[DATASET — start]

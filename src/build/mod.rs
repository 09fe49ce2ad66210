//! Build cache for compiled Go executables
//!
//! A request is identified by its (package, directory) pair. The cache
//! compiles each pair at most once at a time and hands out paths to
//! immutable artifacts.
//!
//! # Artifact layout
//!
//! | Path | Description |
//! |------|-------------|
//! | `<root>/<key>/` | One directory per build key |
//! | `<root>/<key>/<random>` | One file per successful compile, never rewritten |
//!
//! Superseded artifacts are left in place: a caller may still be executing
//! a path handed out before a rebuild.

pub mod cache;
pub mod compiler;
pub mod key;

pub use cache::BuildCache;
pub use compiler::{Compiler, GoCompiler};
pub use key::{BuildContext, BuildKey};
//! Rebuild command - recompile a package gorun has already run

use super::autostart::start_daemon;
use super::run::current_request_env;
use crate::cli::args::RunArgs;
use crate::config::{Config, ConfigManager};
use crate::error::GorunResult;
use crate::ui::{self, UiContext};

/// Execute the rebuild command
///
/// Program arguments are ignored; nothing is executed.
pub async fn execute(
    args: RunArgs,
    ctx: &UiContext,
    paths: &ConfigManager,
    config: &Config,
) -> GorunResult<()> {
    let client = super::client(paths, config);
    let env = current_request_env()?;

    match client.rebuild_executable(&args.package, env.clone()).await {
        Err(e) if e.is_unreachable() => {
            start_daemon(ctx, paths, config, &client, e).await?;
            client.rebuild_executable(&args.package, env).await?;
        }
        result => result?,
    }

    ui::step_ok(ctx, &format!("Rebuilt {}", args.package));
    Ok(())
}
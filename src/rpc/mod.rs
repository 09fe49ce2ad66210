//! Local RPC between the gorun client and gorund
//!
//! Transport is a Unix socket in the working directory; nothing is
//! reachable from another host.

pub mod client;
pub mod protocol;
pub mod server;

pub use client::Client;
pub use protocol::{ExecutableRequest, ExecutableResponse, RebuildResponse, Request, Response};
pub use server::{Server, ServerHandle};
//! In-memory build cache with per-key build barriers
//!
//! Locking is two-level. The registry lock guards only the key → entry map
//! and is never held across a compile. Each entry's build barrier is held
//! for the whole of a compile, so one key never compiles twice at once
//! while unrelated keys compile in parallel.

use crate::build::compiler::Compiler;
use crate::build::key::{BuildContext, BuildKey};
use crate::error::{GorunError, GorunResult};
use std::collections::HashMap;
use std::path::{Path, PathBuf};
use std::sync::atomic::{AtomicU64, Ordering};
use std::sync::{Arc, Mutex, PoisonError};
use tokio::fs;
use tracing::{debug, info};
use uuid::Uuid;

/// State guarded by an entry's build barrier
#[derive(Debug, Default)]
struct BuildState {
    /// Artifact handed out to callers; `None` until the first successful build
    current: Option<PathBuf>,

    /// Diagnostics of the most recent failed attempt
    last_failure: Option<String>,
}

/// One cacheable build target
#[derive(Debug, Default)]
struct CacheEntry {
    barrier: tokio::sync::Mutex<BuildState>,

    /// Completed compile attempts; only incremented with the barrier held
    attempts: AtomicU64,
}

/// Maps build contexts to compiled executables
pub struct BuildCache {
    cache_dir: PathBuf,
    compiler: Arc<dyn Compiler>,
    entries: Mutex<HashMap<BuildKey, Arc<CacheEntry>>>,
}

impl BuildCache {
    /// Create a cache storing artifacts under `cache_dir`
    pub fn new(cache_dir: impl Into<PathBuf>, compiler: Arc<dyn Compiler>) -> Self {
        Self {
            cache_dir: cache_dir.into(),
            compiler,
            entries: Mutex::new(HashMap::new()),
        }
    }

    /// Root directory for artifacts
    pub fn cache_dir(&self) -> &Path {
        &self.cache_dir
    }

    /// Return the executable for `context`, compiling it if needed.
    ///
    /// Callers arriving while a compile for the same key is in flight wait
    /// for it and share its outcome, success or failure. A failed compile
    /// publishes nothing, so the next independent call compiles again.
    pub async fn resolve(&self, context: &BuildContext) -> GorunResult<PathBuf> {
        let key = context.key();
        let entry = self.entry_or_insert(&key);

        let seen = entry.attempts.load(Ordering::Acquire);
        let mut state = entry.barrier.lock().await;

        if let Some(path) = &state.current {
            debug!("Path found {} in cache", path.display());
            return Ok(path.clone());
        }

        if entry.attempts.load(Ordering::Acquire) > seen {
            if let Some(output) = &state.last_failure {
                debug!("Sharing failed compile of {} with waiting caller", context);
                return Err(GorunError::CompileFailed {
                    output: output.clone(),
                });
            }
        }

        info!("Must compile {} ({})", context, key);
        let result = self.compile(context, &key).await;
        entry.attempts.fetch_add(1, Ordering::Release);

        match result {
            Ok(path) => {
                state.current = Some(path.clone());
                state.last_failure = None;
                Ok(path)
            }
            Err(e) => {
                state.last_failure = Some(failure_output(&e));
                Err(e)
            }
        }
    }

    /// Compile `context` again and publish the new artifact.
    ///
    /// Fails without compiling when `context` has never been built
    /// successfully. The previous artifact is left untouched so paths
    /// already handed out stay executable. On failure the previous
    /// artifact stays current.
    pub async fn rebuild(&self, context: &BuildContext) -> GorunResult<PathBuf> {
        let key = context.key();
        info!("Re-compiling {} ({})", context, key);

        let nothing_to_rebuild = || GorunError::NothingToRebuild {
            package: context.package.clone(),
            directory: context.directory.display().to_string(),
        };

        let entry = self.entry(&key).ok_or_else(nothing_to_rebuild)?;
        let mut state = entry.barrier.lock().await;
        if state.current.is_none() {
            return Err(nothing_to_rebuild());
        }

        let result = self.compile(context, &key).await;
        entry.attempts.fetch_add(1, Ordering::Release);

        let path = result?;
        state.current = Some(path.clone());
        state.last_failure = None;
        Ok(path)
    }

    fn entry(&self, key: &BuildKey) -> Option<Arc<CacheEntry>> {
        let entries = self.entries.lock().unwrap_or_else(PoisonError::into_inner);
        entries.get(key).cloned()
    }

    fn entry_or_insert(&self, key: &BuildKey) -> Arc<CacheEntry> {
        let mut entries = self.entries.lock().unwrap_or_else(PoisonError::into_inner);
        entries.entry(key.clone()).or_default().clone()
    }

    /// Compile into a fresh, randomly named file under `<cache_dir>/<key>/`
    async fn compile(&self, context: &BuildContext, key: &BuildKey) -> GorunResult<PathBuf> {
        let output_dir = self.cache_dir.join(key);
        fs::create_dir_all(&output_dir).await.map_err(|e| {
            GorunError::io(format!("creating directory {}", output_dir.display()), e)
        })?;

        #[cfg(unix)]
        {
            use std::os::unix::fs::PermissionsExt;
            let perms = std::fs::Permissions::from_mode(0o700);
            fs::set_permissions(&output_dir, perms)
                .await
                .map_err(|e| GorunError::io("setting artifact dir permissions", e))?;
        }

        let path = output_dir.join(Uuid::new_v4().simple().to_string());
        self.compiler.compile(context, &path).await?;
        Ok(path)
    }
}

fn failure_output(err: &GorunError) -> String {
    match err {
        GorunError::CompileFailed { output } => output.clone(),
        other => other.to_string(),
    }
}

[DATASET — finish]

### [YOUR TASK]
With nothing left out, transcribe the records above exactly.

### [TASK RESULT]
filename src/build/mod.rs
repository 09fe49ce2ad66210
//! Build cache for compiled Go executables
//!
//! A request is identified by its (package, directory) pair. The cache
//! compiles each pair at most once at a time and hands out paths to
//! immutable artifacts.
//!
//! # Artifact layout
//!
//! | Path | Description |
//! |------|-------------|
//! | `<root>/<key>/` | One directory per build key |
//! | `<root>/<key>/<random>` | One file per successful compile, never rewritten |
//!
//! Superseded artifacts are left in place: a caller may still be executing
//! a path handed out before a rebuild.

pub mod cache;
pub mod compiler;
pub mod key;

pub use cache::BuildCache;
pub use compiler::{Compiler, GoCompiler};
pub use key::{BuildContext, BuildKey};
//! Rebuild command - recompile a package gorun has already run

use super::autostart::start_daemon;
use super::run::current_request_env;
use crate::cli::args::RunArgs;
use crate::config::{Config, ConfigManager};
use crate::error::GorunResult;
use crate::ui::{self, UiContext};

/// Execute the rebuild command
///
/// Program arguments are ignored; nothing is executed.
pub async fn execute(
    args: RunArgs,
    ctx: &UiContext,
    paths: &ConfigManager,
    config: &Config,
) -> GorunResult<()> {
    let client = super::client(paths, config);
    let env = current_request_env()?;

    match client.rebuild_executable(&args.package, env.clone()).await {
        Err(e) if e.is_unreachable() => {
            start_daemon(ctx, paths, config, &client, e).await?;
            client.rebuild_executable(&args.package, env).await?;
        }
        result => result?,
    }

    ui::step_ok(ctx, &format!("Rebuilt {}", args.package));
    Ok(())
}
filename src/rpc/mod.rs
repository 09fe49ce2ad66210
//! Local RPC between the gorun client and gorund
//!
//! Transport is a Unix socket in the working directory; nothing is
//! reachable from another host.

pub mod client;
pub mod protocol;
pub mod server;

pub use client::Client;
pub use protocol::{ExecutableRequest, ExecutableResponse, RebuildResponse, Request, Response};
pub use server::{Server, ServerHandle};
//! In-memory build cache with per-key build barriers
//!
//! Locking is two-level. The registry lock guards only the key → entry map
//! and is never held across a compile. Each entry's build barrier is held
//! for the whole of a compile, so one key never compiles twice at once
//! while unrelated keys compile in parallel.

use crate::build::compiler::Compiler;
use crate::build::key::{BuildContext, BuildKey};
use crate::error::{GorunError, GorunResult};
use std::collections::HashMap;
use std::path::{Path, PathBuf};
use std::sync::atomic::{AtomicU64, Ordering};
use std::sync::{Arc, Mutex, PoisonError};
use tokio::fs;
use tracing::{debug, info};
use uuid::Uuid;

/// State guarded by an entry's build barrier
#[derive(Debug, Default)]
struct BuildState {
    /// Artifact handed out to callers; `None` until the first successful build
    current: Option<PathBuf>,

    /// Diagnostics of the most recent failed attempt
    last_failure: Option<String>,
}

/// One cacheable build target
#[derive(Debug, Default)]
struct CacheEntry {
    barrier: tokio::sync::Mutex<BuildState>,

    /// Completed compile attempts; only incremented with the barrier held
    attempts: AtomicU64,
}

/// Maps build contexts to compiled executables
pub struct BuildCache {
    cache_dir: PathBuf,
    compiler: Arc<dyn Compiler>,
    entries: Mutex<HashMap<BuildKey, Arc<CacheEntry>>>,
}

impl BuildCache {
    /// Create a cache storing artifacts under `cache_dir`
    pub fn new(cache_dir: impl Into<PathBuf>, compiler: Arc<dyn Compiler>) -> Self {
        Self {
            cache_dir: cache_dir.into(),
            compiler,
            entries: Mutex::new(HashMap::new()),
        }
    }

    /// Root directory for artifacts
    pub fn cache_dir(&self) -> &Path {
        &self.cache_dir
    }

    /// Return the executable for `context`, compiling it if needed.
    ///
    /// Callers arriving while a compile for the same key is in flight wait
    /// for it and share its outcome, success or failure. A failed compile
    /// publishes nothing, so the next independent call compiles again.
    pub async fn resolve(&self, context: &BuildContext) -> GorunResult<PathBuf> {
        let key = context.key();
        let entry = self.entry_or_insert(&key);

        let seen = entry.attempts.load(Ordering::Acquire);
        let mut state = entry.barrier.lock().await;

        if let Some(path) = &state.current {
            debug!("Path found {} in cache", path.display());
            return Ok(path.clone());
        }

        if entry.attempts.load(Ordering::Acquire) > seen {
            if let Some(output) = &state.last_failure {
                debug!("Sharing failed compile of {} with waiting caller", context);
                return Err(GorunError::CompileFailed {
                    output: output.clone(),
                });
            }
        }

        info!("Must compile {} ({})", context, key);
        let result = self.compile(context, &key).await;
        entry.attempts.fetch_add(1, Ordering::Release);

        match result {
            Ok(path) => {
                state.current = Some(path.clone());
                state.last_failure = None;
                Ok(path)
            }
            Err(e) => {
                state.last_failure = Some(failure_output(&e));
                Err(e)
            }
        }
    }

    /// Compile `context` again and publish the new artifact.
    ///
    /// Fails without compiling when `context` has never been built
    /// successfully. The previous artifact is left untouched so paths
    /// already handed out stay executable. On failure the previous
    /// artifact stays current.
    pub async fn rebuild(&self, context: &BuildContext) -> GorunResult<PathBuf> {
        let key = context.key();
        info!("Re-compiling {} ({})", context, key);

        let nothing_to_rebuild = || GorunError::NothingToRebuild {
            package: context.package.clone(),
            directory: context.directory.display().to_string(),
        };

        let entry = self.entry(&key).ok_or_else(nothing_to_rebuild)?;
        let mut state = entry.barrier.lock().await;
        if state.current.is_none() {
            return Err(nothing_to_rebuild());
        }

        let result = self.compile(context, &key).await;
        entry.attempts.fetch_add(1, Ordering::Release);

        let path = result?;
        state.current = Some(path.clone());
        state.last_failure = None;
        Ok(path)
    }

    fn entry(&self, key: &BuildKey) -> Option<Arc<CacheEntry>> {
        let entries = self.entries.lock().unwrap_or_else(PoisonError::into_inner);
        entries.get(key).cloned()
    }

    fn entry_or_insert(&self, key: &BuildKey) -> Arc<CacheEntry> {
        let mut entries = self.entries.lock().unwrap_or_else(PoisonError::into_inner);
        entries.entry(key.clone()).or_default().clone()
    }

    /// Compile into a fresh, randomly named file under `<cache_dir>/<key>/`
    async fn compile(&self, context: &BuildContext, key: &BuildKey) -> GorunResult<PathBuf> {
        let output_dir = self.cache_dir.join(key);
        fs::create_dir_all(&output_dir).await.map_err(|e| {
            GorunError::io(format!("creating directory {}", output_dir.display()), e)
        })?;

        #[cfg(unix)]
        {
            use std::os::unix::fs::PermissionsExt;
            let perms = std::fs::Permissions::from_mode(0o700);
            fs::set_permissions(&output_dir, perms)
                .await
                .map_err(|e| GorunError::io("setting artifact dir permissions", e))?;
        }

        let path = output_dir.join(Uuid::new_v4().simple().to_string());
        self.compiler.compile(context, &path).await?;
        Ok(path)
    }
}

fn failure_output(err: &GorunError) -> String {
    match err {
        GorunError::CompileFailed { output } => output.clone(),
        other => other.to_string(),
    }
}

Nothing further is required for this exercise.